__TASK REQUIREMENTS__. Go through the entries below line by line and tally those holding "OutputContext"; write only the tally.

__RECORDS PROVIDED__.
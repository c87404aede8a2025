//! fluentbit-validate - pre-flight validation of Fluent Bit configuration

#![cfg_attr(test, allow(clippy::expect_used))]

use std::process::ExitCode;

use clap::Parser;
use tracing_subscriber::EnvFilter;

mod cli;

use cli::Cli;
use fluentbit_validator::output::json;

#[tokio::main]
async fn main() -> ExitCode {
    tracing_subscriber::fmt()
        .with_writer(std::io::stderr)
        .with_env_filter(
            EnvFilter::try_from_default_env().unwrap_or_else(|_| EnvFilter::new("warn")),
        )
        .init();

    let cli = Cli::parse();
    let json_mode = cli.json;
    match cli.run().await {
        Ok(code) => code,
        Err(e) => {
            match json::format_error(&format!("{e:#}"), "COMMAND_FAILED") {
                Ok(text) if json_mode => println!("{text}"),
                _ => eprintln!("Error: {e:#}"),
            }
            ExitCode::FAILURE
        }
    }
}
//! Output formatting module

pub mod human;
pub mod json;
pub mod progress;
pub mod styles;

use console::Term;
use owo_colors::OwoColorize as _;

pub use human::HumanRenderer;
pub use json::JsonRenderer;
pub use styles::Styles;

/// Output context carrying styling and terminal state.
pub struct OutputContext {
    /// Stylesheet for colored output.
    pub styles: Styles,
    /// Whether stdout is a TTY.
    pub is_tty: bool,
    /// Whether to suppress non-error output.
    pub quiet: bool,
}

impl OutputContext {
    /// Create output context based on CLI flags and environment.
    #[must_use]
    pub fn new(no_color: bool, quiet: bool) -> Self {
        let is_tty = Term::stdout().is_term();
        let use_colors = !no_color && is_tty && std::env::var("NO_COLOR").is_err();

        let mut styles = Styles::default();
        if use_colors {
            styles.colorize();
        }

        Self {
            styles,
            is_tty,
            quiet,
        }
    }

    /// Check if progress indicators should be shown.
    #[must_use]
    pub fn show_progress(&self) -> bool {
        self.is_tty && !self.quiet
    }

    /// Print a success message prefixed with `✓`. Suppressed when `quiet`.
    pub fn success(&self, msg: &str) {
        if !self.quiet {
            println!("  {} {msg}", "✓".style(self.styles.success));
        }
    }

    /// Print a warning message prefixed with `⚠`. Suppressed when `quiet`.
    pub fn warn(&self, msg: &str) {
        if !self.quiet {
            println!("  {} {msg}", "⚠".style(self.styles.warning));
        }
    }

    /// Print an error message prefixed with `✗` to stderr. Never suppressed.
    pub fn error(&self, msg: &str) {
        eprintln!("  {} {msg}", "✗".style(self.styles.error));
    }

    /// Print an info message prefixed with `ℹ`. Suppressed when `quiet`.
    pub fn info(&self, msg: &str) {
        if !self.quiet {
            println!("  {} {msg}", "ℹ".style(self.styles.info));
        }
    }

    /// Print a key-value pair with the key dimmed. Suppressed when `quiet`.
    pub fn kv(&self, key: &str, value: &str) {
        if !self.quiet {
            println!("  {}  {value}", key.style(self.styles.dim));
        }
    }
}

/// Renders command results in the active output mode.
pub enum Renderer<'a> {
    Human(HumanRenderer<'a>),
    Json(JsonRenderer),
}

impl Renderer<'_> {
    /// Render the outcome of validating one or more files.
    ///
    /// # Errors
    ///
    /// Returns an error if JSON serialization fails.
    pub fn render_reports(&self, reports: &[crate::domain::FileReport]) -> anyhow::Result<()> {
        match self {
            Self::Human(r) => {
                r.render_reports(reports);
                Ok(())
            }
            Self::Json(r) => r.render_reports(reports),
        }
    }

    /// Render the plugin paths that would be passed with `-e`.
    ///
    /// # Errors
    ///
    /// Returns an error if JSON serialization fails.
    pub fn render_plugins(
        &self,
        dir: &std::path::Path,
        plugins: &[std::path::PathBuf],
    ) -> anyhow::Result<()> {
        match self {
            Self::Human(r) => {
                r.render_plugins(dir, plugins);
                Ok(())
            }
            Self::Json(r) => r.render_plugins(dir, plugins),
        }
    }

    /// Render an extracted error description.
    ///
    /// # Errors
    ///
    /// Returns an error if JSON serialization fails.
    pub fn render_extraction(&self, reason: &str, pattern: Option<&str>) -> anyhow::Result<()> {
        match self {
            Self::Human(r) => {
                r.render_extraction(reason, pattern);
                Ok(())
            }
            Self::Json(r) => r.render_extraction(reason, pattern),
        }
    }
}
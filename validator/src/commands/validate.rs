//! `fluentbit-validate validate`: dry-run one or more configuration files.

use std::path::PathBuf;
use std::process::ExitCode;

use anyhow::Result;
use clap::Args;
use tokio_util::sync::CancellationToken;

use crate::app::AppContext;
use crate::application::ports::ExecContext;
use crate::application::services::config_validator::ConfigValidator;
use crate::application::services::settings_service;
use crate::commands::AgentArgs;
use crate::domain::FileReport;
use crate::output::progress;

/// Arguments for the validate command.
#[derive(Args, Debug)]
pub struct ValidateArgs {
    /// Fluent Bit configuration files to check
    #[arg(required = true, value_name = "CONFIG")]
    pub configs: Vec<PathBuf>,

    #[command(flatten)]
    pub agent: AgentArgs,

    /// Upper bound for each dry-run, in seconds
    #[arg(long, value_name = "SECS")]
    pub timeout: Option<u64>,
}

/// Run the validate command.
///
/// Files are checked one at a time. Ctrl-C cancels the running dry-run and
/// skips the remaining files.
///
/// # Errors
///
/// Returns an error if the settings cannot be resolved or output fails.
pub async fn run(app: &AppContext, args: ValidateArgs) -> Result<ExitCode> {
    let settings = settings_service::resolve_settings(
        &app.settings_store,
        args.agent.overrides(args.timeout),
    )?;
    let validator = app.validator(&settings);

    let cancel = CancellationToken::new();
    let ctx = ExecContext::new(cancel.clone()).with_timeout(settings.timeout());
    let interrupt = tokio::spawn(async move {
        if tokio::signal::ctrl_c().await.is_ok() {
            cancel.cancel();
        }
    });

    let mut reports = Vec::with_capacity(args.configs.len());
    for config in &args.configs {
        let spinner = app
            .show_progress()
            .then(|| progress::spinner(&format!("Validating {}", config.display())));
        let outcome = validator.validate(&ctx, config).await;
        if let Some(pb) = spinner {
            pb.finish_and_clear();
        }
        reports.push(FileReport::from_outcome(config, &outcome));
        if ctx.cancel.is_cancelled() {
            break;
        }
    }
    interrupt.abort();

    app.renderer().render_reports(&reports)?;
    if reports.iter().all(|r| r.valid) && reports.len() == args.configs.len() {
        Ok(ExitCode::SUCCESS)
    } else {
        Ok(ExitCode::FAILURE)
    }
}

__RESULT__. 2